Comments and Suggestions for Authors

In this manuscript, the authors investigated whether MTH1 inhibitor(MTH1i) TH1579 can be used as a topical treatment for psoriasis. Using an IMQ mouse model, they showed that MTH1i application alleviated the psoriatic phenotype and suppressed immune cell infiltration. They further showed that MTH1i treatment inhibited keratinocyte proliferation and led to changes in the levels of proteins involved in cell cycle, DNA replication, etc. Overall, it is an interesting topic to study with potential therapeutic indications. However, the authors failed to provide sufficient evidence to support their conclusion whereby MTH1i suppresses psoriasis.

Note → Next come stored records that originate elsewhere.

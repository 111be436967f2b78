//! Fuzz test for NetDB parsing in both the compact and the text form

#![no_main]

use libfuzzer_sys::fuzz_target;
use xdag_net::NetDb;

fuzz_target!(|data: &[u8]| {
    let compact = NetDb::parse_compact(data);
    assert!(compact.len() <= data.len() / 6);
    assert_eq!(NetDb::parse_compact(&compact.to_compact()), compact);

    if let Ok(text) = std::str::from_utf8(data) {
        let lines = NetDb::parse_lines(text);
        assert_eq!(NetDb::parse_lines(&lines.to_lines()), lines);
    }
});
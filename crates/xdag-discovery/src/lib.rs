//! # XDAG Discovery
//!
//! UDP peer discovery for XDAG nodes.
//!
//! This crate provides:
//! - A strict RLP codec for packet payloads
//! - Signed, integrity-checked discovery packets (PING, PONG,
//!   FIND_NEIGHBORS, NEIGHBORS)
//! - Peer identities with a memoized Keccak-256 routing coordinate
//! - A Kademlia routing table with ping-before-evict buckets
//! - The bonding state machine and a tokio UDP driver
//!
//! ## Packet layout
//!
//! | Offset | Field |
//! |--------|-------|
//! | `0..32` | Keccak-256 of everything after it |
//! | `32..97` | Recoverable signature over Keccak-256 of `type \|\| payload` |
//! | `97` | Packet type |
//! | `98..` | RLP payload |
//!
//! ## Example
//!
//! ```rust
//! use xdag_crypto::KeyPair;
//! use xdag_discovery::{Endpoint, Packet, PacketData, Ping};
//!
//! let key = KeyPair::generate();
//! let ping = Ping {
//!     from: Endpoint::new("1.2.3.4".parse().unwrap(), 30303, 30303),
//!     to: Endpoint::new("5.6.7.8".parse().unwrap(), 30303, 0),
//!     expiration: 1_700_000_060_000,
//! };
//! let packet = Packet::create(ping.clone(), &key).unwrap();
//!
//! let decoded = Packet::decode(packet.as_bytes()).unwrap();
//! assert_eq!(decoded.data(), &PacketData::Ping(ping));
//! ```

#![warn(missing_docs)]
#![warn(clippy::all)]

pub mod blacklist;
pub mod config;
pub mod controller;
pub mod endpoint;
pub mod error;
pub mod identity;
pub mod packet;
pub mod rlp;
pub mod routing;
pub mod udp;

pub use blacklist::PeerBlacklist;
pub use config::{Bootnode, BootnodeParseError, DiscoveryConfig, MAX_PACKET_SIZE};
pub use controller::{DiscoveryController, DiscoveryEvent, PacketSink, now_millis};
pub use endpoint::Endpoint;
pub use error::{DiscoveryError, Result};
pub use identity::{PEER_ID_SIZE, PeerId, PeerIdError, log_distance, xor_distance};
pub use packet::{
    DecodeError, FindNeighbors, NeighborRecord, Neighbors, Packet, PacketData, PacketType, Ping,
    Pong,
};
pub use routing::{
    AddResult, BucketError, DiscoveryPeer, PeerDiscoveryStatus, PeerTable, RoutingBucket,
};
pub use udp::{UdpDiscovery, UdpSink, UdpStats};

1. The resolution of the figures is not high enough. The pathways and genes highlighted in Figure 3 are too small to read (zooming in did not help due to low resolution).
2. Figure 1b: Stainings for CD45 and Ly6b are very faint and difficult to see. It would be great to replace them with better images. 
3. Suppl fig 1: Couldn't open the file. Please export it as jpg or tiff instead.
4. Figure 4a, b: Since p21 mRNA level increases upon MTH1i treatment, it is hard to conclude whether the higher p21 protein level is due to increase in expression or decrease in proteasomal degradation mediated by SKP2 as suggested in the text. The protein half-life of p21 needs to be measured +/- MTH1i to tease this apart. 
5. Line 174: A direct SKP2 downstream target indicates a protein whose degradation is directly mediated by SKP2. Since WNT5a is down-regulated upon SKP2 knockdown, this is likely a secondary effect rather than a direct target.
6. Figure 5c: The fold change in mRNAs upon MTH1 knockdown is much smaller compared to that with inhibitor treatment. Is this due to drug/siRNA efficacy, or does it suggest an off-target effect of the inhibitor? If MTH1-silenced cells are treated with MTH1i, will there be further changes in the mRNA levels of the genes measured here?
7. Line 188-189: To demonstrate that SKP2 and WNT5a mediate the effect of MTH1i, rescue experiments need to be conducted to determine if SKP2 or WNT5a overexpression can rescue the anti-proliferative effects of MTH1i.
8. Would it be possible to do mass spec on MTH1i-treated mouse skin tissue? It might provide more physiologically relevant results.
9. Suppl fig 2 is not mentioned in the text.

Author Response

Please see the attachment.

Author Response File: Author Response.docx

Reviewer 2 Report

Comments and Suggestions for Authors

Comment to IJMS manuscript titled " Topical MTH1 inhibition suppresses SKP2-WNT5a-driven psoriatic hyperproliferation”

 

The manuscript explored the topical use of the MTH1 inhibitor TH1579 (Karonudib) as a potential treatment for psoriasis. The authors demonstrate that TH1579 reduces keratinocyte proliferation and inflammation in both in vitro and in vivo models, with a particular focus on the SKP2/WNT5a signaling pathway. Below is a list of questions regarding this study.

 

1. All the images presented in Figure 3 exhibit significant blurriness, which detracts from their clarity and effectiveness.

 

2. The authors should discuss whether the downregulation of SKP2 is a direct or indirect consequence of MTH1 inhibition. Please elaborate on the mechanistic connection between MTH1 inhibition and the downregulation of SKP2.

 

3. The graphical abstract, while mentioned on line 379, is not included in the PDF. If applicable, please ensure it is provided with the final submission.

 

Author Response

Please see the attachment.

Author Response File: Author Response.docx

Round 2

Reviewer 1 Report

Comments and Suggestions for Authors

The authors have addressed my comments.

It would be helpful if the arrows pointing to WNT5a and p21 were dotted in the graphic abstract, as it is not shown in the manuscript that this is a direct effect.

Author Response

Please see the attachment.

Author Response File: Author Response.pdf